A machine-rendered reading of the paper's core claim, the machinery that carries it, and where it could break.
Core claim
StableMTL repurposes image generators for latent regression by adapting a denoising framework with task encoding, per-task conditioning and a tailored training scheme. Instead of per-task losses, a unified latent loss is used. A multi-stream model with task-attention converts N-to-N task interactions into efficient 1-to-N attention to promote cross-task synergy.

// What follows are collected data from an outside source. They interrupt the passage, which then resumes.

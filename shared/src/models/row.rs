//! Row Model
//!
//! One row per purchased key. Field order is the column order of the
//! delimited export, so keep it stable.

use serde::{Deserialize, Serialize};

/// Steam store page
pub const STEAM_APP_URL: &str = "https://store.steampowered.com/app/";
/// Steam key activation page
pub const STEAM_REGISTER_URL: &str = "https://store.steampowered.com/account/registerkey?key=";
/// Order download page
pub const DOWNLOAD_URL: &str = "https://www.humblebundle.com/download?key=";

/// Display category derived from the order's raw category
#[derive(Debug, Clone, Copy, Serialize, Deserialize, PartialEq, Eq, Hash)]
pub enum Category {
    Store,
    Bundle,
    Choice,
    Other,
}

impl Category {
    pub fn as_str(&self) -> &'static str {
        match self {
            Category::Store => "Store",
            Category::Bundle => "Bundle",
            Category::Choice => "Choice",
            Category::Other => "Other",
        }
    }
}

impl std::fmt::Display for Category {
    fn fmt(&self, f: &mut std::fmt::Formatter<'_>) -> std::fmt::Result {
        f.write_str(self.as_str())
    }
}

impl std::str::FromStr for Category {
    type Err = String;

    fn from_str(s: &str) -> Result<Self, Self::Err> {
        match s.to_ascii_lowercase().as_str() {
            "store" => Ok(Category::Store),
            "bundle" => Ok(Category::Bundle),
            "choice" => Ok(Category::Choice),
            "other" => Ok(Category::Other),
            other => Err(format!("unknown category: {other}")),
        }
    }
}

/// What kind of value the row holds
#[derive(Debug, Clone, Copy, Serialize, Deserialize, PartialEq, Eq, Default)]
pub enum KeyKind {
    Gift,
    Key,
    #[default]
    #[serde(rename = "-")]
    Unknown,
}

impl KeyKind {
    /// Gift flag wins, then a revealed value means a plain key
    pub fn derive(is_gift: bool, revealed: &str) -> Self {
        if is_gift {
            KeyKind::Gift
        } else if !revealed.is_empty() {
            KeyKind::Key
        } else {
            KeyKind::Unknown
        }
    }

    pub fn as_str(&self) -> &'static str {
        match self {
            KeyKind::Gift => "Gift",
            KeyKind::Key => "Key",
            KeyKind::Unknown => "-",
        }
    }
}

/// Whether the platform account already owns the app
#[derive(Debug, Clone, Copy, Serialize, Deserialize, PartialEq, Eq, Default)]
pub enum Ownership {
    Yes,
    No,
    /// No platform app id on the row
    #[default]
    #[serde(rename = "-")]
    Unknown,
}

impl Ownership {
    pub fn as_str(&self) -> &'static str {
        match self {
            Ownership::Yes => "Yes",
            Ownership::No => "No",
            Ownership::Unknown => "-",
        }
    }
}

/// Flattened key row
#[derive(Debug, Clone, Serialize, Deserialize, PartialEq)]
pub struct Row {
    pub machine_name: String,
    pub category: Category,
    /// Parent order gamekey
    pub category_id: String,
    /// Parent product display name
    pub category_human_name: String,
    pub human_name: String,
    pub key_type: String,
    #[serde(rename = "type")]
    pub kind: KeyKind,
    /// Empty until the key is revealed
    pub redeemed_key_val: String,
    pub is_gift: bool,
    pub is_expired: bool,
    pub expiry_date: String,
    pub steam_app_id: Option<u64>,
    pub created: String,
    pub keyindex: Option<u32>,
    pub owned: Ownership,
    /// Rows sharing this display name across the whole loaded set
    #[serde(default)]
    pub copies: usize,
    /// Of those, rows that are neither revealed nor gifts
    #[serde(default)]
    pub unrevealed_copies: usize,
}

impl Row {
    /// Revealed column: gifts count as revealed
    pub fn is_revealed(&self) -> bool {
        self.is_gift || !self.redeemed_key_val.is_empty()
    }

    /// Counted in `unrevealed_copies`
    pub fn is_unrevealed_key(&self) -> bool {
        self.redeemed_key_val.is_empty() && !self.is_gift
    }

    /// Eligible for bulk claim
    pub fn is_claimable(&self) -> bool {
        self.is_unrevealed_key() && !self.is_expired
    }

    /// Revealed, non-gift, unexpired steam key
    pub fn is_activatable_steam_key(&self) -> bool {
        !self.is_gift && !self.redeemed_key_val.is_empty() && !self.is_expired && self.key_type == "steam"
    }

    pub fn links(&self) -> RowLinks {
        RowLinks {
            store_page: self.steam_app_id.map(|id| format!("{STEAM_APP_URL}{id}")),
            download_page: format!("{DOWNLOAD_URL}{}", self.category_id),
            activate: self
                .is_activatable_steam_key()
                .then(|| format!("{STEAM_REGISTER_URL}{}", self.redeemed_key_val)),
            gift: (self.is_gift && !self.redeemed_key_val.is_empty() && !self.is_expired)
                .then(|| self.redeemed_key_val.clone()),
        }
    }
}

/// Outbound links for a row
#[derive(Debug, Clone, Serialize, PartialEq, Eq)]
pub struct RowLinks {
    #[serde(skip_serializing_if = "Option::is_none")]
    pub store_page: Option<String>,
    pub download_page: String,
    #[serde(skip_serializing_if = "Option::is_none")]
    pub activate: Option<String>,
    #[serde(skip_serializing_if = "Option::is_none")]
    pub gift: Option<String>,
}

The resulting model is trained on multiple synthetic datasets each supplying labels for only a subset of tasks and outperforms baselines on seven tasks across eight benchmarks.
What carries the argument
The multi-stream model with task-attention that turns expensive N-to-N cross-task interactions into efficient 1-to-N attention for inter-task synergy.
If this is right
- Adding more tasks requires no extra loss-balancing effort because a single unified latent loss is used.
- Multiple synthetic datasets can be combined even when no dataset labels all tasks at once.
- Task-attention lets each task benefit from features learned for the others without explicit pairing.
- The zero-shot partial-label setup removes the need for any single dataset to carry complete annotations.
Where Pith is reading between the lines
- Similar conditioning and attention changes might let other generative models handle partial-label multi-task training.
- Evaluating the trained model directly on real images with partial labels would test transfer beyond synthetic data.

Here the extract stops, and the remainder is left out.